**Action item**.
Write only the number of lines in the data that contain the word "RoundMode".

**Recorded information**.

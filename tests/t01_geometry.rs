extern crate pixed;

use pixed::{Anchor, Point, Rect, RoundMode, Size};

#[test]
fn point_rounding_modes() {
    let p = Point::new(1.5, -1.5);
    assert_eq!(p.round(RoundMode::Ceil), Point::new(2.0, -1.0));
    assert_eq!(p.round(RoundMode::Floor), Point::new(1.0, -2.0));
    assert_eq!(p.round(RoundMode::Trunc), Point::new(1.0, -1.0));
    assert_eq!(Point::new(1.4, 2.6).round(RoundMode::Round), Point::new(1.0, 3.0));
}

#[test]
fn constrain_applies_the_upper_bound_first() {
    // negative span collapses onto the origin
    let r = Rect::xywh(10.0, 10.0, -5.0, -5.0);
    assert_eq!(Point::new(100.0, 0.0).constrain(r), Point::new(10.0, 10.0));

    let r = Rect::xywh(0.0, 0.0, 9.0, 9.0);
    assert_eq!(Point::new(-3.0, 4.0).constrain(r), Point::new(0.0, 4.0));
    assert_eq!(Point::new(12.0, 20.0).constrain(r), Point::new(9.0, 9.0));
    // far edge inclusive
    assert_eq!(Point::new(9.0, 9.0).constrain(r), Point::new(9.0, 9.0));
}

#[test]
fn in_rect_includes_far_edges() {
    let r = Rect::xywh(1.0, 1.0, 4.0, 4.0);
    assert!(Point::new(1.0, 1.0).in_rect(r));
    assert!(Point::new(5.0, 5.0).in_rect(r));
    assert!(!Point::new(5.1, 5.0).in_rect(r));
    assert!(!Point::new(0.9, 3.0).in_rect(r));
    assert!(r.contains(Point::new(3.0, 2.0)));
}

#[test]
fn neighbors() {
    let p = Point::new(3.0, 3.0);
    assert_eq!(p.left(), Point::new(2.0, 3.0));
    assert_eq!(p.right(), Point::new(4.0, 3.0));
    assert_eq!(p.up(), Point::new(3.0, 2.0));
    assert_eq!(p.down(), Point::new(3.0, 4.0));
    assert_eq!(p.left_up(), Point::new(2.0, 2.0));
    assert_eq!(p.right_up(), Point::new(4.0, 2.0));
    assert_eq!(p.left_down(), Point::new(2.0, 4.0));
    assert_eq!(p.right_down(), Point::new(4.0, 4.0));
}

#[test]
fn distances() {
    let p = Point::new(3.0, 4.0);
    assert_eq!(Point::origin().distance_to(p), 5.0);
    // height above the x axis
    let d = p.distance_to_line(Point::new(0.0, 0.0), Point::new(10.0, 0.0)).unwrap();
    assert!((d - 4.0).abs() < 1e-12);
    // 3-4-5 triangle: origin to the hypotenuse
    let d = Point::origin()
        .distance_to_line(Point::new(3.0, 0.0), Point::new(0.0, 4.0))
        .unwrap();
    assert!((d - 2.4).abs() < 1e-12);
    assert_eq!(
        p.distance_to_line(Point::new(1.0, 1.0), Point::new(1.0, 1.0)),
        Err(pixed::Error::CoincidentPoints)
    );
}

#[test]
fn size_arithmetic() {
    let s = Size::new(-3.7, 2.7);
    assert_eq!(s.abs(), Size::new(3.7, 2.7));
    // shifts truncate to integers first
    assert_eq!(s.shift_left(3), Size::new(-24.0, 16.0));
    assert_eq!(Size::new(33.0, 33.0).shift_left(3), Size::new(264.0, 264.0));
    assert_eq!(Size::new(264.0, 100.0).shift_right(3), Size::new(33.0, 12.0));
    assert_eq!(Size::new(2.0, 3.0) + Size::new(1.0, 1.0), Size::new(3.0, 4.0));
    assert_eq!(Size::new(2.0, 3.0) - Size::new(1.0, 5.0), Size::new(1.0, -2.0));
    assert_eq!(-Size::new(2.0, -3.0), Size::new(-2.0, 3.0));
    assert_eq!(Point::new(5.0, 7.0) - Point::new(2.0, 3.0), Size::new(3.0, 4.0));
    assert_eq!(Point::new(1.0, 1.0) + Size::new(2.0, 0.5), Point::new(3.0, 1.5));
    assert_eq!(Point::new(1.0, 1.0) - Size::new(2.0, 0.5), Point::new(-1.0, 0.5));
}

#[test]
fn standardize_folds_negative_spans() {
    let r = Rect::xywh(10.0, 10.0, -4.0, 6.0).standardize();
    assert_eq!(r, Rect::xywh(6.0, 10.0, 4.0, 6.0));
    let r = Rect::xywh(10.0, 10.0, -4.0, -6.0).standardize();
    assert_eq!(r, Rect::xywh(6.0, 4.0, 4.0, 6.0));
    let r = Rect::xywh(1.0, 2.0, 3.0, 4.0);
    assert_eq!(r.standardize(), r);
}

#[test]
fn anchors_sit_on_border_pixels() {
    let r = Rect::xywh(0.0, 0.0, 10.0, 10.0);
    assert_eq!(r.anchor(Anchor::LeftUp), Point::new(0.0, 0.0));
    assert_eq!(r.anchor(Anchor::Up), Point::new(5.0, 0.0));
    assert_eq!(r.anchor(Anchor::RightUp), Point::new(9.0, 0.0));
    assert_eq!(r.anchor(Anchor::Right), Point::new(9.0, 5.0));
    assert_eq!(r.anchor(Anchor::RightDown), Point::new(9.0, 9.0));
    assert_eq!(r.anchor(Anchor::Down), Point::new(5.0, 9.0));
    assert_eq!(r.anchor(Anchor::LeftDown), Point::new(0.0, 9.0));
    assert_eq!(r.anchor(Anchor::Left), Point::new(0.0, 5.0));
    assert_eq!(r.anchor(Anchor::Center), Point::new(5.0, 5.0));
    // negative spans standardize first
    let r = Rect::xywh(10.0, 10.0, -10.0, -10.0);
    assert_eq!(r.anchor(Anchor::LeftUp), Point::new(0.0, 0.0));
    assert_eq!(r.anchor(Anchor::RightDown), Point::new(9.0, 9.0));
}

#[test]
fn detect_handle_round_trips_every_anchor() {
    let r = Rect::xywh(20.0, 30.0, 12.0, 10.0);
    for &anchor in Anchor::handles().iter() {
        assert_eq!(r.detect_handle(r.anchor(anchor), 0.0), Some(anchor));
    }
    assert_eq!(r.detect_handle(r.anchor(Anchor::Center), 0.0), None);
}

#[test]
fn detect_handle_tolerance() {
    let r = Rect::xywh(0.0, 0.0, 20.0, 20.0);
    // near top and left at once names the corner
    assert_eq!(r.detect_handle(Point::new(5.0, 5.0), 8.0), Some(Anchor::LeftUp));
    // near the top line only
    assert_eq!(r.detect_handle(Point::new(10.0, 2.0), 2.0), Some(Anchor::Up));
    assert_eq!(r.detect_handle(Point::new(10.0, 10.0), 2.0), None);
    // a negative-size rect resolves on its standardized edges
    let r = Rect::xywh(20.0, 20.0, -20.0, -20.0);
    assert_eq!(r.detect_handle(Point::new(0.0, 0.0), 1.0), Some(Anchor::LeftUp));
}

**Your response**.
5